The title of Australian historian Joy McCann’s chronicle of the Southern Ocean says it all: a sea wilder than any other, striated by latitudinal bands whose crescendo of nicknames (Roaring Forties, Furious Fifties, Screaming Sixties) give more than a hint of its character. It is an aquatic realm, held apart from the grand narratives of human history by its remoteness. Stretching unimpeded by land around the southern belt of the planet, the Southern Ocean’s perimeters are formed by latitude, climate and current patterns; otherwise it bleeds almost seamlessly into the Atlantic, Pacific and Indian Oceans. McCann builds a picture of the sea: the motile mountains of waves that tumble through the Drake Passage, snow petrels and sooty albatrosses body-surfing the sea’s surface, upside-down constellations as unfamiliar to northern hemisphere navigators as hieroglyphs.
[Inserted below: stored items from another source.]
//! SQL Server type mappings.
//!
//! This module maps between abstract column types and SQL Server native types.
//!
//! # Architecture
//!
//! The forward path is a pipeline of pure passes over a [`ColumnSpec`]:
//! 1. [`translate_simple_column_types`] replaces an abstract tag with a native type
//! 2. [`validate_column_settings`] fills in the display clause and coerces defaults
//!
//! The DDL builder renders the result. The inverse path ([`extract_type`],
//! [`extract_default`]) turns catalog metadata back into a [`ColumnSchema`].

use crate::error::{DbError, DbResult};
use crate::models::{
    ColumnSchema, ColumnSpec, DbFunction, DefaultValue, QueryParam, SimpleType, is_truthy,
    parse_default_value,
};
use chrono::DateTime;
use serde_json::Value as JsonValue;

/// Length used for variable-length types declared without one.
pub const DEFAULT_STRING_MAX_SIZE: u32 = 255;

/// Raw expression for "now" in UPDATE/INSERT value lists.
pub const TIMESTAMP_FOR_SET: &str = "(SYSDATETIMEOFFSET())";

// =============================================================================
// Forward path
// =============================================================================

/// Replace an abstract type tag with its native type and required flags.
///
/// Tags that are not abstract types are treated as native and left untouched.
pub fn translate_simple_column_types(mut spec: ColumnSpec) -> ColumnSpec {
    let tag = spec.data_type.trim().to_lowercase();

    match tag.as_str() {
        "ntext" => {
            spec.data_type = "nvarchar".to_string();
            spec.type_extras = Some("(max)".to_string());
            return spec;
        }
        "image" => {
            spec.data_type = "varbinary".to_string();
            spec.type_extras = Some("(max)".to_string());
            return spec;
        }
        _ => {}
    }

    let Some(simple_type) = SimpleType::parse(&tag) else {
        return spec;
    };

    match simple_type {
        SimpleType::Id => {
            spec.data_type = "int".to_string();
            spec.allow_null = false;
            spec.auto_increment = true;
            spec.is_primary_key = true;
        }
        SimpleType::Ref => {
            spec.data_type = "int".to_string();
            spec.is_foreign_key = true;
        }
        SimpleType::UserId
        | SimpleType::UserIdOnCreate
        | SimpleType::UserIdOnUpdate
        | SimpleType::Integer => {
            spec.data_type = "int".to_string();
        }
        SimpleType::Datetime => {
            spec.data_type = "datetime2".to_string();
        }
        SimpleType::Timestamp => {
            spec.data_type = "datetimeoffset".to_string();
        }
        SimpleType::TimestampOnCreate | SimpleType::TimestampOnUpdate => {
            spec.data_type = "datetimeoffset".to_string();
            if spec.default.is_none() {
                spec.default = Some(DefaultValue::expression("CURRENT_TIMESTAMP"));
            }
        }
        SimpleType::Boolean => {
            spec.data_type = "bit".to_string();
            if let Some(DefaultValue::Literal(value)) = &spec.default {
                let bit = if is_truthy(value) { 1 } else { 0 };
                spec.default = Some(DefaultValue::literal(bit));
            }
        }
        SimpleType::Double => {
            spec.data_type = "float".to_string();
            spec.type_extras = Some("(53)".to_string());
        }
        SimpleType::Text => {
            spec.data_type = "varchar".to_string();
            spec.type_extras = Some("(max)".to_string());
        }
        SimpleType::String => {
            spec.data_type = match (spec.fixed_length, spec.supports_multibyte) {
                (true, true) => "nchar",
                (true, false) => "char",
                (false, true) => "nvarchar",
                (false, false) => "varchar",
            }
            .to_string();
        }
        SimpleType::Binary => {
            spec.data_type = if spec.fixed_length { "binary" } else { "varbinary" }.to_string();
        }
        // Same spelling natively: bigint, decimal, money, float, date, time.
        _ => {}
    }

    spec
}

/// Fill in the native display clause and coerce the default to the column's family.
pub fn validate_column_settings(mut spec: ColumnSpec, string_max_size: u32) -> ColumnSpec {
    let native = spec.data_type.trim().to_lowercase();

    match native.as_str() {
        "bit" | "tinyint" | "smallint" | "int" | "bigint" | "money" | "smallmoney" => {
            if let Some(n) = numeric_default(&spec) {
                spec.default = Some(DefaultValue::literal(n as i64));
            }
        }
        "decimal" | "numeric" => {
            if spec.type_extras.is_none() {
                if let Some(length) = spec.length.or(spec.precision).filter(|l| *l > 0) {
                    spec.type_extras = Some(match spec.decimals.or(spec.scale).filter(|s| *s > 0) {
                        Some(scale) => format!("({},{})", length, scale),
                        None => format!("({})", length),
                    });
                }
            }
            if let Some(n) = numeric_default(&spec) {
                spec.default = Some(DefaultValue::literal(n));
            }
        }
        "real" | "float" => {
            if spec.type_extras.is_none() {
                if let Some(length) = spec.length.or(spec.precision).filter(|l| *l > 0) {
                    spec.type_extras = Some(format!("({})", length));
                }
            }
            if let Some(n) = numeric_default(&spec) {
                spec.default = Some(DefaultValue::literal(n));
            }
        }
        "char" | "nchar" | "binary" => {
            if let Some(length) = spec.length_or_size() {
                spec.type_extras = Some(format!("({})", length));
            }
        }
        "varchar" | "nvarchar" | "varbinary" => {
            if let Some(length) = spec.length_or_size() {
                spec.type_extras = Some(format!("({})", length));
            } else if spec.type_extras.is_none() {
                spec.type_extras = Some(format!("({})", string_max_size));
            }
        }
        "time" | "datetime" | "datetime2" | "datetimeoffset" => {
            if let Some(length) = spec.length_or_size() {
                spec.type_extras = Some(format!("({})", length));
            }
        }
        _ => {}
    }

    spec
}

/// Numeric value of a literal default, accepting numeric strings.
fn numeric_default(spec: &ColumnSpec) -> Option<f64> {
    match spec.default.as_ref()?.as_literal()? {
        JsonValue::Number(n) => n.as_f64(),
        JsonValue::String(s) => s.trim().parse::<f64>().ok(),
        _ => None,
    }
}

// =============================================================================
// Inverse path
// =============================================================================

/// Map a native type name to its abstract type.
///
/// Any `(...)` suffix is ignored. Unknown types map to string.
pub fn simple_type_for(db_type: &str) -> SimpleType {
    let lower = db_type.trim().to_lowercase();
    let base = lower.split('(').next().unwrap_or_default().trim();

    match base {
        "timestamp" | "rowversion" | "datetimeoffset" => SimpleType::Timestamp,
        "datetime" | "datetime2" | "smalldatetime" => SimpleType::Datetime,
        "date" => SimpleType::Date,
        "time" => SimpleType::Time,
        "bigint" => SimpleType::BigInt,
        "int" | "integer" | "smallint" | "tinyint" => SimpleType::Integer,
        "bit" => SimpleType::Boolean,
        "decimal" | "numeric" => SimpleType::Decimal,
        "money" | "smallmoney" => SimpleType::Money,
        "float" => SimpleType::Double,
        "real" => SimpleType::Float,
        "text" | "ntext" => SimpleType::Text,
        "binary" | "varbinary" | "image" => SimpleType::Binary,
        "table" => SimpleType::Table,
        // char, varchar, nchar, nvarchar, uniqueidentifier, xml, spatial types
        _ => SimpleType::String,
    }
}

/// Whether the native type is the row-versioning counter.
pub fn is_row_version(db_type: &str) -> bool {
    db_type.eq_ignore_ascii_case("timestamp") || db_type.eq_ignore_ascii_case("rowversion")
}

/// Set the abstract type of a catalog column from its native type.
pub fn extract_type(mut column: ColumnSchema, db_type: &str) -> ColumnSchema {
    column.simple_type = simple_type_for(db_type);

    if db_type.to_lowercase().contains("varchar") && column.size.is_none() {
        column.simple_type = SimpleType::Text;
    }
    if is_row_version(db_type) {
        column.simple_type = SimpleType::BigInt;
    }
    column
}

/// Set the default of a catalog column from the raw `COLUMN_DEFAULT` text.
pub fn extract_default(mut column: ColumnSchema, raw: &str) -> ColumnSchema {
    column.default_value = if raw == "(NULL)" {
        None
    } else if column.simple_type == SimpleType::Boolean {
        match raw {
            "((1))" => Some(DefaultValue::literal(true)),
            "((0))" => Some(DefaultValue::literal(false)),
            _ => None,
        }
    } else if column.simple_type.is_timestamp() || is_row_version(&column.db_type) {
        None
    } else {
        let stripped = raw.replace(['(', ')', '\''], "");
        Some(DefaultValue::Literal(parse_default_value(
            &stripped,
            column.simple_type,
        )))
    };
    column
}

pub fn extract_fixed_length(db_type: &str) -> bool {
    matches!(db_type.to_lowercase().as_str(), "char" | "nchar" | "binary")
}

pub fn extract_multibyte_support(db_type: &str) -> bool {
    matches!(db_type.to_lowercase().as_str(), "nchar" | "nvarchar" | "ntext")
}

/// Read-time expression for native types whose wire form is not directly usable.
pub fn read_function_for(db_type: &str, quoted_name: &str) -> Option<DbFunction> {
    let function = match db_type.to_lowercase().as_str() {
        "image" => format!("(CONVERT(varbinary(max), {}))", quoted_name),
        // Not a wall-clock value, an 8-byte row counter
        "timestamp" | "rowversion" => format!("CAST({} AS BIGINT)", quoted_name),
        "geometry" | "geography" | "hierarchyid" => format!("({}.ToString())", quoted_name),
        "uniqueidentifier" => format!("(CONVERT(varchar(255), {}))", quoted_name),
        _ => return None,
    };
    Some(DbFunction::select(function))
}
Along with Antarctica, the Southern Ocean was the last quadrant of the globe to be ‘discovered’ by Europeans. McCann’s concise historiography makes judicious use of the journals and accounts of seafarers and explorers. Johann Forster, the Prussian naturalist who accompanied Captain James Cook’s voyages, wrote that there is ‘nothing but water, Ice & Sky’. The idea of nothingness haunts our relationship with this ocean to this day. McCann’s challenge is to narrate the story of a place where humans traverse only the surface.

She weaves together two powerful tropes: desolation and destruction. With the most volatile seas on the planet, empty of ports of rescue and stocked with fantastical creatures – the blue whale, the albatross, seemingly infinite varieties of penguin, the leering, carnivorous leopard seal – the test set by Southern Ocean waters to early European sailors was one they often failed, with fatal results.

In McCann’s affecting portrait, however, we see how, over millennia, the ocean’s distance from densely peopled areas of the planet and the hostility of its conditions created a vast nature reserve. Once Europeans discovered the wildlife-rich body of water the result was monumental slaughter. Without resorting to anecdote or melodrama, McCann calculates the price paid by wildlife in the pre-petroleum era. Before their discovery by the sealers and whalers who acted as hitmen for the mass industrial economies of the north, it is estimated that the fur seal population was anything from one to two million; by the turn of the 20th century it stood at just a few hundred.

The strength of McCann’s account is her ability to pair well known historical material of the so-called heroic age explorations of the Antarctic by Shackleton and others with illuminating glimpses of lesser known lore. Sections on cursed birds, ghost ships and horrible sea monsters – the Southern Ocean has long bred cautionary tales – grip the imagination. Also welcome is her account of the indigenous peoples of Tierra del Fuego, whose marginal existence in the harsh southerly tip of South America belied their maritime command and refinement. She explores debunked evolutionary theories of the Victorian and Edwardian ages – for example the belief that human cultures and animal species of the far south were the most primitive on the planet, doomed to extinction, having been out-competed by more successful groups and exiled to the rims of the earth, where they could do little but survive.

Via diary entries, McCann enters her historiography as a chronicler. Snapshots of her travels in the Southern Ocean bear witness to her fascination with sea ice in particular, its intelligence and flexibility, a kind of live creature. She reflects on the task of writing a history of a relatively de-peopled realm. There may be no coherent Southern Ocean ‘identity’ for humans, but as someone who has spent a good deal of time in its waters, this book led me to speculate that the take-no-prisoners character of the ocean seems to leave its imprint on those who have braved its brutal latitudes, stiffening resolve and delivering moments of sublime transport.

Like the Arctic and Antarctic, this ocean needs to be experienced to be apprehended. Ultimately the Southern Ocean has its own story which remains tantalisingly outside our purview, no matter how thoroughly humans have ransacked its riches.

Wild Sea: A History of the Southern Ocean
Joy McCann
Chicago
256pp £21

Jean McNeil’s books include Ice Diaries: An Antarctic Memoir (ECW, 2016).